Jacob and I were invited to dinner at Cepe at the Ritz-Carlton a few days before our trip to Seoul, and it was nice to experience the hotel on the eve of that famous sporting event in August. It seemed that the Financial Street area had yet to receive its influx of tourists, so it was still pretty calm for the time being.
As regular readers may know, I have been pretty obsessed with seafood lately. I’m still doting on my photos of mussels and scallops from the Westin brunch, and obsessively searching for a recipe for seafood stew like the ones I had in Korea. This is because I have been deprived of good seafood since moving to Beijing. Chefs in Guangdong province seem to be blessed by some divine oceanic god; in the north, not so much. So every once in a while, it’s nice to visit a restaurant that is able to source good marine life and cook it well.

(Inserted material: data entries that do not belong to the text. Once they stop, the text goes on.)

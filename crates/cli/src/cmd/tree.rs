use alloy_primitives::B256;
use anyhow::Result;
use clap::Args;
use claimtree_core::{ClaimEncoding, EMPTY_NODE_VALUE};
use claimtree_service::config::Config;
use claimtree_smt::Proof;
use serde::Serialize;
use tracing::info;

use super::claim::{decode_claim, ClaimSummary};
use super::{open_identity, print_json, save_identity};

#[derive(Debug, Args)]
pub struct AddArgs {
    /// Hex-encoded claim
    pub claim: String,

    /// Insert at the claim's next free version instead of its encoded one
    #[arg(long)]
    pub next_version: bool,
}

#[derive(Debug, Args)]
pub struct ProveArgs {
    /// Index hash to prove
    pub hi: B256,

    /// Report a divergent leaf as an auxiliary leaf
    #[arg(long)]
    pub aux: bool,
}

#[derive(Debug, Serialize)]
#[serde(rename_all = "camelCase")]
struct AddOutput {
    root: B256,
    claim: ClaimSummary,
}

#[derive(Debug, Serialize)]
#[serde(rename_all = "camelCase")]
struct ProveOutput {
    root: B256,
    hi: B256,
    /// Leaf value at `hi`, zero when absent
    ht: B256,
    exists: bool,
    proof: Proof,
}

#[derive(Debug, Serialize)]
struct RootOutput {
    root: B256,
    levels: usize,
}

pub fn run_add(args: AddArgs, config: &Config) -> Result<()> {
    let mut service = open_identity(config)?;
    let claim = decode_claim(&args.claim)?;

    let claim = if args.next_version {
        service.add_next_version(claim)?
    } else {
        service.add_claim(&claim)?;
        claim
    };

    let output = AddOutput {
        root: service.root(),
        claim: ClaimSummary::from(claim),
    };
    save_identity(config, service)?;

    print_json(&output)
}

pub fn run_prove(args: ProveArgs, config: &Config) -> Result<()> {
    let service = open_identity(config)?;

    let ht = service.tree().value_in_pos(&args.hi)?;
    let claim_proof = if args.aux {
        service.proof_with_aux(&args.hi)?
    } else {
        service.proof(&args.hi)?
    };
    info!(hi = %args.hi, exists = ht != EMPTY_NODE_VALUE, "Generated proof");

    print_json(&ProveOutput {
        root: claim_proof.root,
        hi: args.hi,
        ht,
        exists: ht != EMPTY_NODE_VALUE,
        proof: claim_proof.proof,
    })
}

pub fn run_root(config: &Config) -> Result<()> {
    let service = open_identity(config)?;
    print_json(&RootOutput {
        root: service.root(),
        levels: service.levels(),
    })
}

#[cfg(test)]
mod tests {
    use super::*;
    use alloy_primitives::address;
    use claimtree_core::{AuthorizeKSignClaim, Claim};

    fn config_in(dir: &std::path::Path) -> Config {
        let mut config = Config::default();
        config.storage.snapshot_path = Some(dir.join("identity.json"));
        config
    }

    #[test]
    fn test_add_persists_snapshot() {
        let dir = tempfile::tempdir().unwrap();
        let config = config_in(dir.path());
        let claim: Claim =
            AuthorizeKSignClaim::new_operational(address!("ee602447b5a75cf4f25367f5d199b860844d10c4"))
                .into();

        run_add(
            AddArgs {
                claim: claim.to_hex(),
                next_version: false,
            },
            &config,
        )
        .unwrap();

        let service = open_identity(&config).unwrap();
        assert_eq!(service.tree().value_in_pos(&claim.hi()).unwrap(), claim.ht());

        // Same claim again lands at version 1
        run_add(
            AddArgs {
                claim: claim.to_hex(),
                next_version: true,
            },
            &config,
        )
        .unwrap();
        let service = open_identity(&config).unwrap();
        let bumped = claim.with_version(1);
        assert_eq!(service.tree().value_in_pos(&bumped.hi()).unwrap(), bumped.ht());
    }

    #[test]
    fn test_duplicate_add_fails() {
        let dir = tempfile::tempdir().unwrap();
        let config = config_in(dir.path());
        let claim: Claim =
            AuthorizeKSignClaim::new_operational(address!("ee602447b5a75cf4f25367f5d199b860844d10c4"))
                .into();
        let args = || AddArgs {
            claim: claim.to_hex(),
            next_version: false,
        };

        run_add(args(), &config).unwrap();
        assert!(run_add(args(), &config).is_err());
    }
}
//! Hashing utilities.
//!
//! H is keccak256 everywhere: claim index/total hashes, claim-type
//! discriminants and tree nodes all go through [`keccak256`].

use alloy_primitives::{keccak256 as alloy_keccak256, B256};

use crate::constants::{CLAIM_KEY_PREFIX, CLAIM_TYPE_LEN, EMPTY_NODE_VALUE};
use crate::types::ClaimType;

/// Compute keccak256 hash of input data.
///
/// # Example
///
/// ```
/// use claimtree_core::hashing::keccak256;
///
/// let hash = keccak256(b"iden3.io");
/// assert_eq!(hash, claimtree_core::DEFAULT_NAMESPACE_HASH);
/// ```
pub fn keccak256(data: &[u8]) -> B256 {
    alloy_keccak256(data)
}

/// Derive the 24-byte claim-type discriminant of a type label.
pub fn claim_type_from_label(label: &str) -> ClaimType {
    let hash = keccak256(label.as_bytes());
    ClaimType::from_slice(&hash[..CLAIM_TYPE_LEN])
}

/// Compute the hash of a middle tree node.
///
/// The hash is `keccak256(left || right)`, except that two empty children
/// collapse to the empty value so that unpopulated subtrees of any height
/// hash to zero.
///
/// Note: This is positional (no lexicographic sorting).
pub fn compute_middle_hash(left: &B256, right: &B256) -> B256 {
    if *left == EMPTY_NODE_VALUE && *right == EMPTY_NODE_VALUE {
        return EMPTY_NODE_VALUE;
    }

    let mut data = Vec::with_capacity(64);
    data.extend_from_slice(left.as_slice());
    data.extend_from_slice(right.as_slice());

    keccak256(&data)
}

/// Store key under which the full bytes of a claim with total hash `ht` live.
pub fn compute_claim_key(ht: &B256) -> B256 {
    let mut data = Vec::with_capacity(CLAIM_KEY_PREFIX.len() + 32);
    data.extend_from_slice(CLAIM_KEY_PREFIX);
    data.extend_from_slice(ht.as_slice());

    keccak256(&data)
}

#[cfg(test)]
mod tests {
    use super::*;
    use alloy_primitives::{b256, hex};

    #[test]
    fn test_keccak256() {
        // Keccak256, not SHA3-256
        let expected = B256::from(hex!(
            "c5d2460186f7233c927e7db2dcc703c0e500b653ca82273b7bfad8045d85a470"
        ));
        assert_eq!(keccak256(b""), expected);
    }

    #[test]
    fn test_claim_type_is_hash_prefix() {
        let full = keccak256(b"setroot");
        let ty = claim_type_from_label("setroot");
        assert_eq!(ty.as_slice(), &full[..24]);
    }

    #[test]
    fn test_middle_hash_empty_children() {
        assert_eq!(
            compute_middle_hash(&EMPTY_NODE_VALUE, &EMPTY_NODE_VALUE),
            EMPTY_NODE_VALUE
        );
    }

    #[test]
    fn test_middle_hash_is_positional() {
        let a = b256!("1111111111111111111111111111111111111111111111111111111111111111");
        let b = b256!("2222222222222222222222222222222222222222222222222222222222222222");

        assert_ne!(compute_middle_hash(&a, &b), compute_middle_hash(&b, &a));
        assert_eq!(
            compute_middle_hash(&a, &b),
            keccak256(&[a.as_slice(), b.as_slice()].concat())
        );
    }

    #[test]
    fn test_middle_hash_with_one_empty_child() {
        let a = b256!("1111111111111111111111111111111111111111111111111111111111111111");
        let h = compute_middle_hash(&a, &EMPTY_NODE_VALUE);
        assert_ne!(h, EMPTY_NODE_VALUE);
        assert_eq!(h, keccak256(&[a.as_slice(), &[0u8; 32]].concat()));
    }

    #[test]
    fn test_claim_key_is_domain_separated() {
        let ht = b256!("0fce11cbd33e15d137a3a1953cda71aa81898ee8b917c21615073b59cd4dca8c");
        assert_ne!(compute_claim_key(&ht), ht);
        assert_ne!(compute_claim_key(&ht), keccak256(ht.as_slice()));
    }
}
//! JSON snapshots of in-memory node stores.
//!
//! A snapshot holds every store entry as hex, so a tree re-opened from a
//! snapshot resumes at its persisted root with every historical node intact.

use alloy_primitives::B256;
use anyhow::{Context, Result};
use claimtree_smt::MemoryStore;
use serde::{Deserialize, Serialize};
use std::collections::BTreeMap;
use std::path::{Path, PathBuf};
use tracing::debug;

/// Snapshot format version.
pub const SNAPSHOT_VERSION: u32 = 1;

/// On-disk snapshot layout.
#[derive(Debug, Clone, Serialize, Deserialize)]
struct Snapshot {
    version: u32,
    /// Hex key -> hex value, sorted for stable output
    entries: BTreeMap<String, String>,
}

/// Save `store` to `path`.
///
/// Writes atomically using a temp file next to the destination.
pub fn save(store: &MemoryStore, path: &Path) -> Result<()> {
    if let Some(parent) = path.parent().filter(|p| !p.as_os_str().is_empty()) {
        std::fs::create_dir_all(parent)
            .with_context(|| format!("Failed to create directory: {}", parent.display()))?;
    }

    let snapshot = Snapshot {
        version: SNAPSHOT_VERSION,
        entries: store
            .iter()
            .map(|(key, value)| (hex::encode(key), hex::encode(value)))
            .collect(),
    };
    let json = serde_json::to_vec_pretty(&snapshot).context("Failed to serialize snapshot")?;

    let temp = temp_path(path);
    std::fs::write(&temp, json)
        .with_context(|| format!("Failed to write snapshot: {}", temp.display()))?;
    std::fs::rename(&temp, path)
        .with_context(|| format!("Failed to move snapshot into place: {}", path.display()))?;

    debug!(path = %path.display(), entries = store.len(), "Saved snapshot");
    Ok(())
}

/// Sibling temp file of `path`, keeping the full file name.
fn temp_path(path: &Path) -> PathBuf {
    let mut name = path.as_os_str().to_owned();
    name.push(".tmp");
    PathBuf::from(name)
}

/// Load a store from `path`.
///
/// Returns an empty store if no snapshot exists yet.
pub fn load(path: &Path) -> Result<MemoryStore> {
    if !path.exists() {
        debug!(path = %path.display(), "No snapshot, starting empty");
        return Ok(MemoryStore::new());
    }

    let json = std::fs::read(path)
        .with_context(|| format!("Failed to read snapshot: {}", path.display()))?;
    let snapshot: Snapshot = serde_json::from_slice(&json)
        .with_context(|| format!("Failed to parse snapshot: {}", path.display()))?;

    if snapshot.version != SNAPSHOT_VERSION {
        anyhow::bail!(
            "Unsupported snapshot version {} in {}",
            snapshot.version,
            path.display()
        );
    }

    let store = snapshot
        .entries
        .into_iter()
        .map(|(key, value)| -> Result<(B256, Vec<u8>)> {
            let key = hex::decode(&key).with_context(|| format!("Invalid snapshot key: {}", key))?;
            if key.len() != 32 {
                anyhow::bail!("Snapshot key has {} bytes, expected 32", key.len());
            }
            let value = hex::decode(&value).context("Invalid snapshot value")?;
            Ok((B256::from_slice(&key), value))
        })
        .collect::<Result<MemoryStore>>()?;

    debug!(path = %path.display(), entries = store.len(), "Loaded snapshot");
    Ok(store)
}
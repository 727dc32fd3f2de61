//! Canonical constants for claim encoding and tree hashing.
//!
//! The claim-type discriminants and layout widths below are an
//! interoperability contract: any other implementation sharing the same
//! kind table must produce byte-identical encodings.

use alloy_primitives::{b256, hex, B256};

use crate::types::ClaimType;

// Namespace

/// Default namespace string for claims.
pub const DEFAULT_NAMESPACE: &str = "iden3.io";

/// keccak256("iden3.io")
pub const DEFAULT_NAMESPACE_HASH: B256 =
    b256!("3cfc3a1edbf691316fec9b75970fbfb2b0e8d8edfc6ec7628db77c4969403074");

// Claim-type discriminants (first 24 bytes of keccak256(label))

/// Label of the generic claim type recognised by `parse_kind`.
pub const CLAIM_LABEL_DEFAULT: &str = "default";
/// Label of the assign-name claim type.
pub const CLAIM_LABEL_ASSIGN_NAME: &str = "assignname";
/// Label of the authorize-ksign claim type.
pub const CLAIM_LABEL_AUTHORIZE_KSIGN: &str = "authorizeksign";
/// Label of the set-root claim type.
pub const CLAIM_LABEL_SET_ROOT: &str = "setroot";

/// keccak256("default")[..24]
pub const CLAIM_TYPE_DEFAULT: ClaimType =
    ClaimType::new(hex!("cfee7c08a98f4b565d124c7e4e28acc52e1bc780e3887db0"));

/// keccak256("assignname")[..24]
pub const CLAIM_TYPE_ASSIGN_NAME: ClaimType =
    ClaimType::new(hex!("b7ae3d3a2056c54f48763999f3ff99caffaaba3bab58cae9"));

/// keccak256("authorizeksign")[..24]
pub const CLAIM_TYPE_AUTHORIZE_KSIGN: ClaimType =
    ClaimType::new(hex!("353f867ef725411de05e3d4b0a01c37cf7ad24bcc213141a"));

/// keccak256("setroot")[..24]
pub const CLAIM_TYPE_SET_ROOT: ClaimType =
    ClaimType::new(hex!("9b9a76a0132a0814192c05c9321efc30c7286f6187f18fc6"));

// Layout widths (bytes)

/// Width of the namespace hash field.
pub const NAMESPACE_LEN: usize = 32;
/// Width of the claim-type field.
pub const CLAIM_TYPE_LEN: usize = 24;
/// Width of the base index header: namespace || type || index length || version.
pub const BASE_INDEX_LEN: usize = NAMESPACE_LEN + CLAIM_TYPE_LEN + 4 + 4;
/// Width of an Ethereum address field.
pub const ADDRESS_LEN: usize = 20;
/// Width of a hash field.
pub const HASH_LEN: usize = 32;
/// Width of a unix timestamp field.
pub const TIMESTAMP_LEN: usize = 8;

/// Index length of an assign-name claim (header + name hash + namespace hash).
pub const ASSIGN_NAME_INDEX_LEN: u32 = (BASE_INDEX_LEN + HASH_LEN + HASH_LEN) as u32;
/// Full length of an assign-name claim.
pub const ASSIGN_NAME_LEN: usize = ASSIGN_NAME_INDEX_LEN as usize + ADDRESS_LEN;

/// Index length of an authorize-ksign claim (header + key address).
pub const AUTHORIZE_KSIGN_INDEX_LEN: u32 = (BASE_INDEX_LEN + ADDRESS_LEN) as u32;
/// Full length of an authorize-ksign claim.
pub const AUTHORIZE_KSIGN_LEN: usize =
    AUTHORIZE_KSIGN_INDEX_LEN as usize + HASH_LEN + HASH_LEN + TIMESTAMP_LEN + TIMESTAMP_LEN;

/// Index length of a set-root claim (header + identity address).
pub const SET_ROOT_INDEX_LEN: u32 = (BASE_INDEX_LEN + ADDRESS_LEN) as u32;
/// Full length of a set-root claim.
pub const SET_ROOT_LEN: usize = SET_ROOT_INDEX_LEN as usize + HASH_LEN;

/// `validUntil` sentinel of an operational key: valid until explicitly revoked.
pub const VALID_UNTIL_UNBOUNDED: u64 = u64::MAX;

// Sparse Merkle Tree constants

/// Protocol-wide default tree depth.
pub const DEFAULT_TREE_LEVELS: usize = 140;

/// Largest supported depth (one branching level per bit of a 256-bit index plus the leaf level).
pub const MAX_TREE_LEVELS: usize = 257;

/// Reserved value of an empty subtree.
pub const EMPTY_NODE_VALUE: B256 = B256::ZERO;

/// Store tag of a middle node: `0x00 || left || right`.
pub const MIDDLE_NODE_TAG: u8 = 0x00;

/// Store tag of a leaf node: `0x01 || hi || ht`.
pub const LEAF_NODE_TAG: u8 = 0x01;

/// Store key holding the current root.
/// keccak256("root")
pub const ROOT_KEY: B256 =
    b256!("d6c66cad06fe14fdb6ce9297d80d32f24d7428996d0045cbf90cc345c677ba16");

/// Prefix hashed with `Ht` to derive the store key of a claim's bytes.
pub const CLAIM_KEY_PREFIX: &[u8] = b"claim:";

This big beautiful scallop came on a bed of white asparagus and prosciutto. It was roasted until just done, with maximum tenderness. Rarely during a formal multi-course meal would I want another dish of the same instead of anticipating the next (mild ADD, perhaps?) but in this case I would have jumped at seconds.
Some dishes were not so spot-on. The risotto with porcini mushrooms was a bit too thickened, and the parmesan tuile rather chewy on an otherwise nice white king mushroom carpaccio. The roasted rack of lamb, however, wins points for the sea salt crust and a few hearty halves of rosemary potatoes.
Two more highlights of the night: excellent, coordinated service and amazing white wine. I can’t decide which of the former is harder to find in Beijing. What I do know is that I’ll be checking the good wine shops in the city (exactly two of them) for a Tormaresca Chardonnay from Puglia.*
*Update: Found it! Hooray for searchable online wine inventories.












Well that certainly is a Ritz-y meal. I’d say excellent wine is harder to find in BJ. But as standards of living increase, so will demand and (hopefully) supply.